I’m going to be honest. It feels strange to have my words back on this website after so many years. I was 15, when I crash-landed on Planet Mamamia after a bold and well-timed Twitter tag led to a blog post of mine being republished, and later a job offer. 

In the six or seven years since I was last orbiting this slice of cyberspace, a lot of life has happened. I finished high school. I got two uni degrees. And I became publicly known as a wearer of many hats; a writer/a disability advocate/the Editor In Chief of my own media company and a few others. But perhaps the most unexpected string to my bow these days is that I've become an actress.

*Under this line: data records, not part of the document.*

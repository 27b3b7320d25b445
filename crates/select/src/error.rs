//! Error types for the telesim-select crate.

/// Invalid temporal selection parameters.
#[derive(Debug, Clone, PartialEq, Eq, thiserror::Error)]
pub enum SelectError {
    /// Returned when a month index is outside 0..=11.
    #[error("invalid month: {month} (must be 0..=11)")]
    InvalidMonth {
        /// The invalid month value.
        month: usize,
    },

    /// Returned when a calendar selection needs whole years but the time axis has a remainder.
    #[error("time length {n_times} is not a whole number of years (multiple of 12)")]
    IncompleteYears {
        /// Length of the time axis.
        n_times: usize,
    },

    /// Returned when a shift would leave no overlapping time steps.
    #[error("shift {shift} too large for series of length {len}")]
    ShiftTooLarge {
        /// Requested shift.
        shift: isize,
        /// Length of the series being shifted.
        len: usize,
    },

    /// Returned when the reference series is not aligned with the field's time axis.
    #[error("reference length {reference_len} != field time length {field_len}")]
    LengthMismatch {
        /// Field time axis length.
        field_len: usize,
        /// Reference series length.
        reference_len: usize,
    },
}
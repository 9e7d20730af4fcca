use serde::{Deserialize, Serialize};

use super::defaults;

/// Logging configuration.
#[derive(Debug, Clone, PartialEq, Serialize, Deserialize)]
#[serde(default)]
pub struct ObservabilityConfig {
    /// Level applied to the atec crates when `ATEC_LOG` is not set.
    pub log_level: String,
    /// Emit JSON lines instead of human-readable output.
    pub json_logs: bool,
}

impl Default for ObservabilityConfig {
    fn default() -> Self {
        Self {
            log_level: defaults::DEFAULT_LOG_LEVEL.to_string(),
            json_logs: defaults::DEFAULT_JSON_LOGS,
        }
    }
}
//! Schema migrations using PRAGMA user_version.

pub mod v001_initial;
pub mod v002_answer_indexes;

use rusqlite::Connection;

use atec_core::errors::{AtecResult, StorageError};

use crate::to_storage_err;

/// Latest schema version known to this build.
pub const LATEST_VERSION: u32 = 2;

/// Run all pending migrations.
pub fn run_migrations(conn: &Connection) -> AtecResult<()> {
    let current = current_version(conn)?;

    let migrations: &[(&str, u32)] = &[
        (v001_initial::MIGRATION_SQL, 1),
        (v002_answer_indexes::MIGRATION_SQL, 2),
    ];

    for (sql, version) in migrations {
        if current < *version {
            conn.execute_batch(sql)
                .map_err(|e| StorageError::MigrationFailed {
                    version: *version,
                    reason: e.to_string(),
                })?;
            conn.pragma_update(None, "user_version", version)
                .map_err(|e| StorageError::MigrationFailed {
                    version: *version,
                    reason: e.to_string(),
                })?;
            tracing::info!(version = version, "applied migration");
        }
    }

    Ok(())
}

/// Get the current schema version.
pub fn current_version(conn: &Connection) -> AtecResult<u32> {
    conn.pragma_query_value(None, "user_version", |row| row.get(0))
        .map_err(to_storage_err)
}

Even though I grew up a Disney Channel obsessed drama kid, acting never really felt like anything other than the clouds of a hazy fantasy world. A world where I wasn’t living with a disability. That is, until Latecomers came along and changed everything.

While you're here, watch the trailer for Latecomers, a series exploring the complexities of sex and disability. Story continues after video.


Video via Studio 10.

No one was more surprised than me when I secured the lead role of Sarah – a cynical, sexually inexperienced twenty-something with Cerebral Palsy (CP for short) in this gritty groundbreaking new dramatic comedy that also serves a healthy dose of romance. 

I mean, I had no acting training. Auditioning wasn’t even on my radar. That only happened after an unexpected email from one of the show’s producers, inviting me to participate in what they call, a ‘read through’ which is basically a workshop designed to help writers figure out what’s working and what’s not.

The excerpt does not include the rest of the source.